## Assignment
Go through the records below and count every line containing "Copy". Reply with the count alone.

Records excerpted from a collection
•••••

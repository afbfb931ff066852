use super::Constraint;
use super::ConstraintHandle;
use super::ConstraintRecord;
use super::LinearExpr;
use super::ModelError;
use crate::engine::variables::AffineView;
use crate::engine::variables::DomainId;
use crate::engine::variables::IntegerVariable;
use crate::engine::variables::IntervalVar;
use crate::engine::variables::Literal;
use crate::engine::variables::TransformableVariable;
use crate::engine::Domain;
use crate::engine::Objective;
use crate::engine::VariableStore;
use crate::propagators::AllDifferent;
use crate::propagators::Automaton;
use crate::propagators::BoolOr;
use crate::propagators::Circuit;
use crate::propagators::CircuitArc;
use crate::propagators::Cumulative;
use crate::propagators::CumulativeTask;
use crate::propagators::Element;
use crate::propagators::LinearConstraint;
use crate::propagators::Maximum;
use crate::propagators::NoOverlap;
use crate::propagators::NoOverlap2D;
use crate::propagators::Product;
use crate::propagators::Rectangle;
use crate::propagators::Reservoir;
use crate::propagators::ReservoirEvent;
use crate::propagators::Table;

#[derive(Clone, Debug)]
struct VariableRecord {
    domain: Domain,
    name: String,
}

#[derive(Clone, Debug)]
struct IntervalRecord {
    interval: IntervalVar,
    name: String,
}

/// A constraint model: variables with their initial domains, constraint records, scheduling
/// intervals and an optional objective.
///
/// Variables are created once and identified by their [`DomainId`]; constraints are added through
/// the `add_*` methods, each of which returns a [`ConstraintHandle`] to make the constraint
/// conditional on literals.
///
/// ```
/// # use gourd_core::model::LinearExpr;
/// # use gourd_core::model::Model;
/// let mut model = Model::default();
/// let x = model.new_int_var(0, 10, "x");
/// let y = model.new_int_var(0, 10, "y");
/// let b = model.new_bool_var("b");
///
/// let _ = model.add_linear(LinearExpr::from(x) + y, 5, 5);
/// let _ = model.add_less_than(x, y).only_enforce_if([b]);
/// model.maximize(x);
///
/// assert_eq!(3, model.num_variables());
/// assert_eq!(2, model.constraints().len());
/// assert!(model.validate().is_ok());
/// ```
#[derive(Clone, Debug, Default)]
pub struct Model {
    variables: Vec<VariableRecord>,
    constraints: Vec<ConstraintRecord>,
    intervals: Vec<IntervalRecord>,
    objective: Option<Objective>,
}
use crate::basic_types::Inconsistency;
use crate::basic_types::PropagationStatusCP;
use crate::engine::variables::AffineView;
use crate::engine::variables::DomainId;
use crate::engine::variables::IntegerVariable;
use crate::engine::VariableStore;

/// The constraint `target == max(expressions)`. A minimum is expressed over negated views.
#[derive(Clone, Debug, PartialEq, Eq)]
pub struct Maximum {
    target: AffineView,
    expressions: Box<[AffineView]>,
}

impl Maximum {
    pub fn new(target: AffineView, expressions: impl IntoIterator<Item = AffineView>) -> Self {
        Maximum {
            target,
            expressions: expressions.into_iter().collect(),
        }
    }

    pub(crate) fn variables(&self) -> impl Iterator<Item = DomainId> + '_ {
        std::iter::once(&self.target)
            .chain(self.expressions.iter())
            .filter_map(IntegerVariable::domain_id)
    }

    pub(crate) fn propagate(&self, store: &mut VariableStore) -> PropagationStatusCP {
        let lower_bound = self
            .expressions
            .iter()
            .map(|expression| expression.lower_bound(store))
            .max()
            .ok_or(Inconsistency::Conflict)?;
        let upper_bound = self
            .expressions
            .iter()
            .map(|expression| expression.upper_bound(store))
            .max()
            .ok_or(Inconsistency::Conflict)?;

        let _ = self.target.set_lower_bound(store, lower_bound)?;
        let _ = self.target.set_upper_bound(store, upper_bound)?;

        let target_upper_bound = self.target.upper_bound(store);
        for expression in self.expressions.iter() {
            let _ = expression.set_upper_bound(store, target_upper_bound)?;
        }

        // If a single expression can reach the target, it has to.
        let target_lower_bound = self.target.lower_bound(store);
        let mut candidates = self
            .expressions
            .iter()
            .filter(|expression| expression.upper_bound(store) >= target_lower_bound)
            .copied();
        let first = candidates.next();
        let second = candidates.next();
        match (first, second) {
            (None, _) => return Err(Inconsistency::Conflict),
            (Some(expression), None) => {
                let _ = expression.set_lower_bound(store, target_lower_bound)?;
            }
            _ => {}
        }

        Ok(())
    }

    pub(crate) fn is_satisfied(&self, value: &dyn Fn(DomainId) -> i64) -> bool {
        self.expressions
            .iter()
            .map(|expression| expression.evaluate(value))
            .max()
            .is_some_and(|maximum| maximum == self.target.evaluate(value))
    }
}
use std::ops::Not;

use super::DomainId;
use crate::basic_types::Inconsistency;
use crate::engine::VariableStore;
use crate::predicate;

/// A 0-1 variable or its negation. The literal is true when its variable takes the value `1` and
/// the polarity is positive, or the value `0` and the polarity is negative.
#[derive(Clone, Copy, Debug, PartialEq, Eq, PartialOrd, Ord, Hash)]
pub struct Literal {
    variable: DomainId,
    polarity: bool,
}

impl Literal {
    /// The positive literal of `variable`, which must have a domain within `{0, 1}`.
    pub fn new(variable: DomainId) -> Literal {
        Literal {
            variable,
            polarity: true,
        }
    }

    pub fn variable(&self) -> DomainId {
        self.variable
    }

    pub fn is_positive(&self) -> bool {
        self.polarity
    }

    /// The value the underlying variable takes when this literal is true.
    pub(crate) fn true_value(&self) -> i64 {
        i64::from(self.polarity)
    }

    /// The truth value of the literal, if its variable is fixed.
    pub fn value(&self, store: &VariableStore) -> Option<bool> {
        store
            .fixed_value(self.variable)
            .map(|value| (value == 1) == self.polarity)
    }

    pub fn is_true(&self, store: &VariableStore) -> bool {
        self.value(store) == Some(true)
    }

    pub fn is_false(&self, store: &VariableStore) -> bool {
        self.value(store) == Some(false)
    }

    /// The truth value of the literal under a complete assignment.
    pub fn evaluate(&self, value: &dyn Fn(DomainId) -> i64) -> bool {
        value(self.variable) == self.true_value()
    }

    pub(crate) fn set_true(&self, store: &mut VariableStore) -> Result<bool, Inconsistency> {
        let variable = self.variable;
        store.post_predicate(predicate![variable == self.true_value()])
    }

    pub(crate) fn set_false(&self, store: &mut VariableStore) -> Result<bool, Inconsistency> {
        (!*self).set_true(store)
    }
}

impl Not for Literal {
    type Output = Literal;

    fn not(self) -> Self::Output {
        Literal {
            variable: self.variable,
            polarity: !self.polarity,
        }
    }
}

impl std::fmt::Display for Literal {
    fn fmt(&self, f: &mut std::fmt::Formatter<'_>) -> std::fmt::Result {
        if self.polarity {
            write!(f, "{}", self.variable)
        } else {
            write!(f, "~{}", self.variable)
        }
    }
}
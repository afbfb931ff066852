use super::TerminationCondition;

/// A [`TerminationCondition`] which triggers when one of two given [`TerminationCondition`]s
/// triggers.
#[derive(Clone, Copy, Debug)]
pub struct Combinator<T1, T2> {
    t1: T1,
    t2: T2,
}

impl<T1, T2> Combinator<T1, T2> {
    /// Combine two [`TerminationCondition`]s into one.
    pub fn new(t1: T1, t2: T2) -> Self {
        Combinator { t1, t2 }
    }
}

impl<T1: TerminationCondition, T2: TerminationCondition> TerminationCondition
    for Combinator<T1, T2>
{
    fn should_stop(&mut self) -> bool {
        self.t1.should_stop() || self.t2.should_stop()
    }

    fn decision_has_been_made(&mut self) {
        self.t1.decision_has_been_made();
        self.t2.decision_has_been_made();
    }
}

#[cfg(test)]
mod tests {
    use super::*;
    use crate::termination::decision_budget::DecisionBudget;
    use crate::termination::indefinite::Indefinite;

    #[test]
    fn triggers_when_either_side_triggers() {
        let mut termination = Combinator::new(Indefinite, DecisionBudget::new(1));

        assert!(!termination.should_stop());
        termination.decision_has_been_made();
        assert!(termination.should_stop());
    }
}
use crate::basic_types::Random;
use crate::engine::variables::DomainId;
use crate::engine::variables::IntegerVariable;
use crate::engine::Domain;
use crate::engine::VariableStore;

/// The context provided to a [`crate::branching::Brancher`], it allows the retrieval of domain
/// values of variables and access to methods from a [`Random`] generator.
#[derive(Debug)]
pub struct SelectionContext<'a> {
    store: &'a VariableStore,
    random_generator: &'a mut dyn Random,
}

impl<'a> SelectionContext<'a> {
    pub fn new(store: &'a VariableStore, rng: &'a mut dyn Random) -> Self {
        SelectionContext {
            store,
            random_generator: rng,
        }
    }

    /// Returns a random generator which can be used to generate random values (see [`Random`] for
    /// more information).
    pub fn random(&mut self) -> &mut dyn Random {
        self.random_generator
    }

    /// The number of values in the domain of `variable`, holes excluded.
    pub fn get_size_of_domain(&self, variable: DomainId) -> u64 {
        self.store.domain(variable).size()
    }

    pub fn domain(&self, variable: DomainId) -> &Domain {
        self.store.domain(variable)
    }

    pub fn lower_bound<Var: IntegerVariable>(&self, var: Var) -> i64 {
        var.lower_bound(self.store)
    }

    pub fn upper_bound<Var: IntegerVariable>(&self, var: Var) -> i64 {
        var.upper_bound(self.store)
    }

    pub fn contains<Var: IntegerVariable>(&self, var: Var, value: i64) -> bool {
        var.contains(self.store, value)
    }

    /// Determines whether the provided [`IntegerVariable`] has a unit domain.
    pub fn is_integer_fixed<Var: IntegerVariable>(&self, var: Var) -> bool {
        var.is_fixed(self.store)
    }

    /// Returns all currently defined [`DomainId`]s.
    pub fn get_domains(&self) -> impl Iterator<Item = DomainId> {
        self.store.variables()
    }
}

•••••

## Answer section
2